# Gyro compass



## lakercapt (Jul 19, 2005)

Like all things nautical the improvements of ship board equipment (Navigational aids) has improved dramatically.
I remember the old Sperry gyro that was a massive piece of machinery down in the bowels of the ship.
Took for ages to get the correct heading when started up (unless you had knowledge how to speed that up.)
When you had a blackout you had to rush down and apply the clamps before it tumbled. Seemed that the only person that could do that was the 2nd mate!!! Guess the thinking was if it was at or about the ships CG it was less inclined to violent movement.
When in Palm Line I was sent on a course to the Sperry factory and was taught how to service the big Sperry that had a flywheel that as big as a small bike wheel.
Had moving parts for transferring the current and they had to be polished regularly.
One of the components was mercury pots and in West Africa you could sell that spare stuff for a good price. (Used in illict gold mining I was told)
Also went on a course for Browns gyro and they were more compact and you had a correction gadget to apply to the gyro heading to get the true heading.
Later gyros were very easy to use. Just switch on and leave on and in fact we had two units.
Are there better ones out there now??


----------



## Binnacle (Jul 22, 2005)

Sailed only with Brown's gyros when I had the job of looking after them.
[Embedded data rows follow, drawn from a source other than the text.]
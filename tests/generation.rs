//! Validates connectivity, structure, and determinism of generated mazes

use mazecarve::MazeError;
use mazecarve::algorithm::{generate_maze, generate_seeded};
use mazecarve::spatial::{GridPosition, MazeResult};
use ndarray::arr2;
use rand::RngCore;

/// Random source that always draws the lowest value in any range
struct ZeroRng;

impl RngCore for ZeroRng {
    fn next_u32(&mut self) -> u32 {
        0
    }

    fn next_u64(&mut self) -> u64 {
        0
    }

    fn fill_bytes(&mut self, dest: &mut [u8]) {
        dest.fill(0);
    }
}

fn path_cell_count(maze: &MazeResult) -> usize {
    maze.grid.iter().filter(|is_wall| !**is_wall).count()
}

// Counts the path cells reachable from the entrance by 4-directional moves
fn flood_fill_count(maze: &MazeResult) -> usize {
    let mut seen = vec![vec![false; maze.width()]; maze.height()];
    let mut stack = vec![maze.entrance];
    seen[maze.entrance.row][maze.entrance.col] = true;
    let mut count = 0;

    while let Some(cell) = stack.pop() {
        count += 1;
        for (row_step, col_step) in [(-1_i64, 0_i64), (1, 0), (0, -1), (0, 1)] {
            let row = cell.row as i64 + row_step;
            let col = cell.col as i64 + col_step;
            if row < 0 || col < 0 || row >= maze.height() as i64 || col >= maze.width() as i64 {
                continue;
            }
            let next = GridPosition::new(row as usize, col as usize);
            if !maze.is_wall(next) && !seen[next.row][next.col] {
                seen[next.row][next.col] = true;
                stack.push(next);
            }
        }
    }

    count
}

#[test]
fn test_every_path_cell_reachable_from_entrance() {
    for seed in [0, 1, 17, 99, 4096] {
        let maze = generate_seeded(21, 15, seed).expect("generation should succeed");
        assert_eq!(
            flood_fill_count(&maze),
            path_cell_count(&maze),
            "disconnected maze for seed {seed}"
        );
    }
}

#[test]
fn test_smallest_grid_generates() {
    let maze = generate_seeded(3, 3, 0).expect("generation should succeed");
    assert!(!maze.is_wall(GridPosition::new(1, 1)));
    assert_eq!(flood_fill_count(&maze), path_cell_count(&maze));
}

#[test]
fn test_output_shape_matches_dimensions() {
    let maze = generate_seeded(9, 13, 5).expect("generation should succeed");
    assert_eq!(maze.width(), 9);
    assert_eq!(maze.height(), 13);
    assert_eq!(maze.grid.nrows(), 13);
    assert_eq!(maze.grid.ncols(), 9);
}

#[test]
fn test_entrance_and_exit_are_open_boundary_cells() {
    for seed in 0..50 {
        let maze = generate_seeded(11, 11, seed).expect("generation should succeed");
        assert!(maze.entrance.on_boundary(11, 11), "seed {seed}");
        assert!(maze.exit.on_boundary(11, 11), "seed {seed}");
        assert_ne!(maze.entrance, maze.exit, "seed {seed}");
        assert!(!maze.is_wall(maze.entrance), "seed {seed}");
        assert!(!maze.is_wall(maze.exit), "seed {seed}");
    }
}

#[test]
fn test_walls_stay_on_even_lines() {
    let maze = generate_seeded(15, 15, 8).expect("generation should succeed");
    for ((row, col), &is_wall) in maze.grid.indexed_iter() {
        if is_wall {
            assert!(
                row % 2 == 0 || col % 2 == 0,
                "wall at odd/odd cell ({row}, {col})"
            );
        }
        if row % 2 == 1 && col % 2 == 1 {
            assert!(!is_wall, "corridor lattice cell ({row}, {col}) became a wall");
        }
    }
}

// The carved corridors form a spanning tree over the open cells, give or
// take the single extra adjacency a wall jump can introduce
#[test]
fn test_carved_maze_is_a_near_tree() {
    for seed in [2, 3, 23] {
        let maze = generate_seeded(13, 13, seed).expect("generation should succeed");
        let cells = path_cell_count(&maze);

        let mut edges = 0;
        for ((row, col), &is_wall) in maze.grid.indexed_iter() {
            if is_wall {
                continue;
            }
            for (row_step, col_step) in [(0, 1), (1, 0)] {
                let next = GridPosition::new(row + row_step, col + col_step);
                if !maze.is_wall(next) {
                    edges += 1;
                }
            }
        }

        assert!(edges >= cells - 1, "seed {seed}: {edges} edges cannot connect {cells} cells");
        assert!(
            edges <= cells,
            "seed {seed}: {edges} edges over {cells} cells means multiple cycles"
        );
    }
}

#[test]
fn test_same_seed_reproduces_the_same_maze() {
    let first = generate_seeded(21, 21, 7).expect("generation should succeed");
    let second = generate_seeded(21, 21, 7).expect("generation should succeed");
    assert_eq!(first, second);

    let third = generate_seeded(21, 21, 8).expect("generation should succeed");
    assert_ne!(first, third);
}

// With every draw pinned to zero the whole run is fixed: entrance at offset 0,
// exit at offset 8, and the walk always taking the first candidate
#[test]
fn test_lowest_draw_sequence_resolves_known_maze() {
    let mut rng = ZeroRng;
    let maze = generate_maze(5, 5, &mut rng).expect("generation should succeed");

    assert_eq!(maze.entrance, GridPosition::new(0, 1));
    assert_eq!(maze.exit, GridPosition::new(4, 3));

    let expected = arr2(&[
        [true, false, true, true, true],
        [true, false, false, false, true],
        [true, true, true, false, true],
        [true, false, false, false, true],
        [true, true, true, false, true],
    ]);
    assert_eq!(maze.grid, expected);
}

#[test]
fn test_invalid_dimensions_are_rejected() {
    let cases = [(0, 9), (9, 0), (1, 9), (9, 1), (2, 9), (9, 2), (8, 9), (9, 40)];
    for (width, height) in cases {
        let result = generate_seeded(width, height, 1);
        assert!(
            matches!(result, Err(MazeError::InvalidDimension { .. })),
            "dimensions {width}x{height} should be rejected"
        );
    }

    let oversized = generate_seeded(10_001, 9, 1);
    assert!(matches!(
        oversized,
        Err(MazeError::InvalidDimension { .. })
    ));
}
Did a course at Glasgow Nautical. Brown's people always said their compass was an instrument, Sperry's a washing machine. Brown's weighed just over two pounds. On longer passages stopped the compass every three weeks to clean the contacts with carbon tet. and change the mercury. not forgetting to adjust the latitude rider.As the second mate got called out if the gyro failed it paid to look after it. Later Arma Brown gyro was less hassle. I suppose they have all singing all dancing compasses now. On one ship the third mate kept getting the sailors to shift the masthouse cargo vents until he discovered the wind wasn't shifting but the compass. To cover his embarrassment he reckoned I was to blame for the repeaters going for a wander.

Cheers,
Bill


----------



## pete (Mar 13, 2005)

Ah, the Brown "B" known as the "Bouncing Betty". Just don't put the wheel over too hard Quartermaster or....................SECOND MATE!!!. go and fix the B****y thing again. Liked 'em though................pete


----------



## mcook (Apr 19, 2005)

They make fibre-optic gyros now with no moving parts at all!


----------



## Keith Adams (Nov 5, 2006)

My first ship (7 month voyage) only had magnetic compasses and no radar,but
did have a single loop DF and an electric fathometer. Old-man Lyle prefered a 
hand-lead going into an anchorage, and I seem to recall that all PSNC (Pacific
Steam Navigation Company) ships used the Deep Sea lead to confirm crossing
on or off the Continental Shelf as a mandatory Log Book entry.Never even tested the Deep Sea Lead with the other four Companies I sailed with. Snowy


----------